> Don't include that (also starting every paragraph with [RS] is annoying;
>  and your email server is in a rspamd uribl bl.rspamd.com - what's going
>  on there, someone sending spam like crazy?)

I'm sorry

> > > On Tue, Mar 23, 2021 at 10:18:34AM +0100, Reiner Schulz wrote:
> > > > Package: apt
> > > > Version: 1.8.2.2
> > > > Severity: normal
> > > >
> > > > Dear Maintainer,
> > > >
> > > > On 5 of our Debian 10 Server the separate /boot Partition filled up with
> old
> > > kernels
> > > > on a few Server without separate /boot partition are up to 10 old kernel
> left
> > > >
> > > > I check if linux-image\* was marked "manual", there where a few on
> some
> > > Server, but not on all.
> > > >
> > > > /etc/kernel/postinst.d/apt-auto-removal should remove all old kernels 
> > > > but
> the
> > > last two
> > >
> > > No... it creates a config file telling apt which kernels to remove
> >
> > [RS] yes, correct, i describe it in a very short way
> >
> > > _when you run autoremove_.
> > >
> > > apt 2.2 automatically removes kernels during apt dist-upgrade / apt
> > > full-upgrade (not using apt-get).
> > >
> > > Did you run autoremove?
> >
> > [RS] Do i have to run autoremove regulary? To remove old kernels?
> 
> You have to run autoremove to remove old kernels, yes.
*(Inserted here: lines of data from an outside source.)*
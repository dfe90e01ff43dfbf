//! Store Error Types
//!
//! Only store backends can fail (I/O, corrupt persisted payload, poisoned
//! lock). Normalization of stored values never fails: a malformed value is
//! demoted to "absent" by the value objects, and the synchronizer surfaces
//! no error to its callers.

use thiserror::Error;

/// Store-specific result type alias
pub type StoreResult<T> = Result<T, StoreError>;

/// Errors raised by session store backends
#[derive(Debug, Error)]
pub enum StoreError {
    /// Filesystem access failed
    #[error("I/O error: {0}")]
    Io(#[from] std::io::Error),

    /// Persisted payload could not be parsed
    #[error("Malformed store payload: {0}")]
    Malformed(#[from] serde_json::Error),

    /// A store lock was poisoned by a panicking writer
    #[error("Store lock poisoned")]
    Poisoned,
}
/// Database navigator that can be merged into an Axum router
///
/// # Example
///
/// ```rust,no_run
/// use axum::Router;
/// use db_navigator::{DbNavigator, NavigatorConfig};
///
/// # async fn example() -> db_navigator::Result<()> {
/// let navigator = DbNavigator::open(NavigatorConfig::new("app.db").prefix("/db")).await?;
/// let app: Router = Router::new().merge(navigator.into_router());
/// # Ok(())
/// # }
/// ```
pub struct DbNavigator<DB: DatabaseProvider> {
    database: DB,
    config: NavigatorConfig,
    renderer: Arc<dyn Renderer>,
}

impl DbNavigator<SqliteProvider> {
    /// Open the SQLite file named in `config`
    ///
    /// Fails with [`Error::DatabaseNotFound`](crate::Error::DatabaseNotFound)
    /// before anything else is set up when the file does not exist.
    pub async fn open(config: NavigatorConfig) -> crate::Result<Self> {
        let database = SqliteProvider::connect(&config.database, config.read_only).await?;
        Ok(Self::with_provider(database, config))
    }
}

impl<DB: DatabaseProvider> DbNavigator<DB> {
    /// Create a navigator over any database provider
    ///
    /// `config.database` is not used; the provider is already connected. The
    /// navigator is read-only if either the config or the provider says so.
    pub fn with_provider(database: DB, config: NavigatorConfig) -> Self {
        Self {
            database,
            config,
            renderer: Arc::new(HtmlRenderer),
        }
    }

    /// Replace the built-in HTML renderer
    pub fn renderer(mut self, renderer: impl Renderer) -> Self {
        self.renderer = Arc::new(renderer);
        self
    }

    /// Convert into an Axum Router that can be merged
    ///
    /// The returned router serves, relative to the configured prefix:
    /// - `GET /files/{*path}` - embedded static files, never gated
    /// - `GET /` - table index
    /// - `GET /table/{table_name}/` and `GET /table/{table_name}/{target}`
    /// - `GET|POST /login` and `GET /logout` when an access policy is configured
    ///
    /// With an access policy, every route except the login form and the static
    /// files requires the session cookie.
    pub fn into_router(self) -> Router {
        let policy = self.config.access_policy();
        let prefix = self.config.prefix.clone();
        let read_only = self.config.read_only || self.database.is_read_only();

        let context = Arc::new(NavigatorContext {
            database: self.database,
            page: PageContext {
                prefix: prefix.clone(),
                show_logout: policy.is_some(),
                read_only,
            },
            policy,
            renderer: self.renderer,
        });

        tracing::debug!(
            prefix = %prefix,
            read_only,
            protected = context.policy.is_some(),
            "Mounting database navigator"
        );

        // Note: Axum 0.8 uses {param} syntax instead of :param
        let mut protected = Router::new()
            .route(&format!("{}/", prefix), get(index_handler::<DB>))
            .route(
                &format!("{}/table/{{table_name}}/", prefix),
                get(table_structure_handler::<DB>),
            )
            .route(
                &format!("{}/table/{{table_name}}/{{target}}", prefix),
                get(table_handler::<DB>),
            );

        let mut public =
            Router::new().route(&format!("{}/files/{{*path}}", prefix), get(serve_static_file));

        if !prefix.is_empty() {
            let index = format!("{}/", prefix);
            public = public.route(&prefix, get(move || async move { found(&index) }));
        }

        if context.policy.is_some() {
            protected = protected
                .route(&format!("{}/logout", prefix), get(logout::<DB>))
                .route_layer(middleware::from_fn_with_state(
                    context.clone(),
                    require_login::<DB>,
                ));

            public = public.route(
                &format!("{}/login", prefix),
                get(login_page::<DB>).post(login_submit::<DB>),
            );
        }

        protected.merge(public).with_state(context)
    }
}
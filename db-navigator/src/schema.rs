//! Schema types for dynamic database introspection
//!
//! These types represent table structure and content discovered at runtime.

use serde::Serialize;

/// Columns and foreign keys of a single table
#[derive(Debug, Clone, Serialize)]
#[serde(rename_all = "camelCase")]
pub struct TableStructure {
    /// Columns in the order the engine reports them
    pub columns: Vec<ColumnInfo>,

    /// Foreign key constraints
    pub foreign_keys: Vec<ForeignKey>,
}

/// Information about a single column
#[derive(Debug, Clone, PartialEq, Eq, Serialize)]
#[serde(rename_all = "camelCase")]
pub struct ColumnInfo {
    /// Column name
    pub name: String,

    /// Declared type (e.g., "INTEGER", "TEXT", "VARCHAR(255)"), empty when undeclared
    pub data_type: String,

    /// Whether the column allows NULL values
    pub nullable: bool,

    /// Default value expression (if any)
    pub default_value: Option<String>,

    /// Whether this column is part of the primary key
    pub is_primary_key: bool,
}

/// Foreign key constraint information
///
/// Composite keys are reported as several entries sharing an `id`, ordered by
/// `seq`.
#[derive(Debug, Clone, PartialEq, Eq, Serialize)]
#[serde(rename_all = "camelCase")]
pub struct ForeignKey {
    pub id: i64,
    pub seq: i64,

    /// Column name in this table
    pub column: String,

    /// Referenced table name
    pub references_table: String,

    /// Referenced column name, `None` when the parent's primary key is implied
    pub references_column: Option<String>,

    pub on_update: String,
    pub on_delete: String,
    pub match_rule: String,
}

/// A single row of table content
#[derive(Debug, Clone, PartialEq, Serialize)]
pub struct RowRecord {
    /// Engine-assigned row identifier
    pub rowid: i64,

    /// Cell values aligned with [`TableContent::column_names`]
    pub values: Vec<serde_json::Value>,
}

/// Rows of a table together with the column names they are aligned to
#[derive(Debug, Clone, Serialize)]
#[serde(rename_all = "camelCase")]
pub struct TableContent {
    pub column_names: Vec<String>,
    pub rows: Vec<RowRecord>,
}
Until you use apt
> 2.2, where apt(8) can autoremove them during dist-upgrade, then you can
> use that.
> 
> You need to be careful running autoremove, though, so it's not
> something you can run automatically.

OK, i dont know that, thank you for the hint
It this behavior dscribed in a man page?

> > > > I greped over 23 Debian 10 Server:
> > > > ansible DEBIAN_10 -b -m shell -a 'zgrep 'postinst.d'
> /var/log/apt/term.log* '
> > > >> grep_term.log 2>&1
> > > >
> > > > grep -c -E 'zz-update-grub'  grep_term.log
> > > > 115
> > > > grep -c -E 'initramfs-tools'  grep_term.log
> > > > 138
> > > > grep -c -E 'apt-auto-removal'  grep_term.log
> > > > 2
> > > >
> > > > i will attach grep_term.log
> > >
> > > I'm not sure what this is supposed to tell us, the hook is (usually)
> > > silent, so it's not going to appear in the terminal output.
> >
> > [RS] if a new kernel is to setting up, the scripts from 
> > /etc/kernel/postinst.d/
> are noted:
> 
> Sometimes yes, but seemingly only when they do output stuff.